Today we enter the Advent season on a high note—one of proclaiming joy to the world, and listening as the psalmist says that we should make a joyful noise! And surely our church is full of joyful noises today—as we sing our advent songs, as we light our candles in joyful expectancy, as we look forward in this season to the many opportunities for fellowship, giving and serving each other and our neighbors.  

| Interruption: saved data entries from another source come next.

//! Truncation of quote outputs to a fixed number of decimal places.
//!
//! # Convention
//!
//! Quote outputs are always **floored**: the estimate never promises more
//! than the curve would deliver.
//!
//! | Quantity | Precision |
//! |----------|-----------|
//! | Tokens out (buy) | [`DecimalPlaces::TOKENS`] |
//! | Currency out (sell) | [`DecimalPlaces::CURRENCY`] |
//!
//! The truncation is `floor(value · 10^places) / 10^places` in `f64`.  A
//! value whose scaled form lands a hair under an integer because of binary
//! representation (`0.29 · 100 = 28.999…`) is floored to the lower step.
//!
//! Values at or above `2^53 / 10^places` carry no fractional digits at the
//! requested precision and are returned unchanged, so scaling never
//! overflows near the top of the `f64` range.
//!
//! # Examples
//!
//! ```
//! use tokenforge_curve::domain::DecimalPlaces;
//! use tokenforge_curve::math::floor_to_places;
//!
//! assert_eq!(floor_to_places(1.239, DecimalPlaces::TOKENS), 1.23);
//! assert_eq!(floor_to_places(0.0, DecimalPlaces::CURRENCY), 0.0);
//! ```

use crate::domain::DecimalPlaces;

/// First power of two above which every `f64` is an integer.
const EXACT_INTEGER_LIMIT: f64 = 9_007_199_254_740_992.0;

/// Floors a non-negative `value` to `places` decimal places.
///
/// Negative inputs are clamped to zero; a quote output is never negative.
#[must_use]
pub fn floor_to_places(value: f64, places: DecimalPlaces) -> f64 {
    if value <= 0.0 || value.is_nan() {
        return 0.0;
    }
    let factor = places.factor();
    if value >= EXACT_INTEGER_LIMIT / factor {
        return value;
    }
    (value * factor).floor() / factor
}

And yet, we know that joy is much more complicated than these high-note moments. For many, the holiday season is a deeply challenging time—when some are reminded of families who are not accepting of their identities, when mental health crises peak, when (in the northern hemisphere) the days are shorter and people spend less time together, when domestic violence rises due to people being at home more, when loneliness flourishes, when there’s just something going on that won’t allow you to feel the excitement and magic and happiness of the season. All of those emotions are valid, dear church. You are not alone in feeling distant from the highs of the season. And if you are in need of assistance, please reach out.  

This year during Advent, we are being attentive to revelation...not the last book of the Bible that describes an apocalyptic vision, but revelation itself—the act of unveiling something, the act of something being revealed to us. Advent is a time of waiting, as our candle-lighting wreath liturgy said earlier...but while we wait, revelations may be found all around us.  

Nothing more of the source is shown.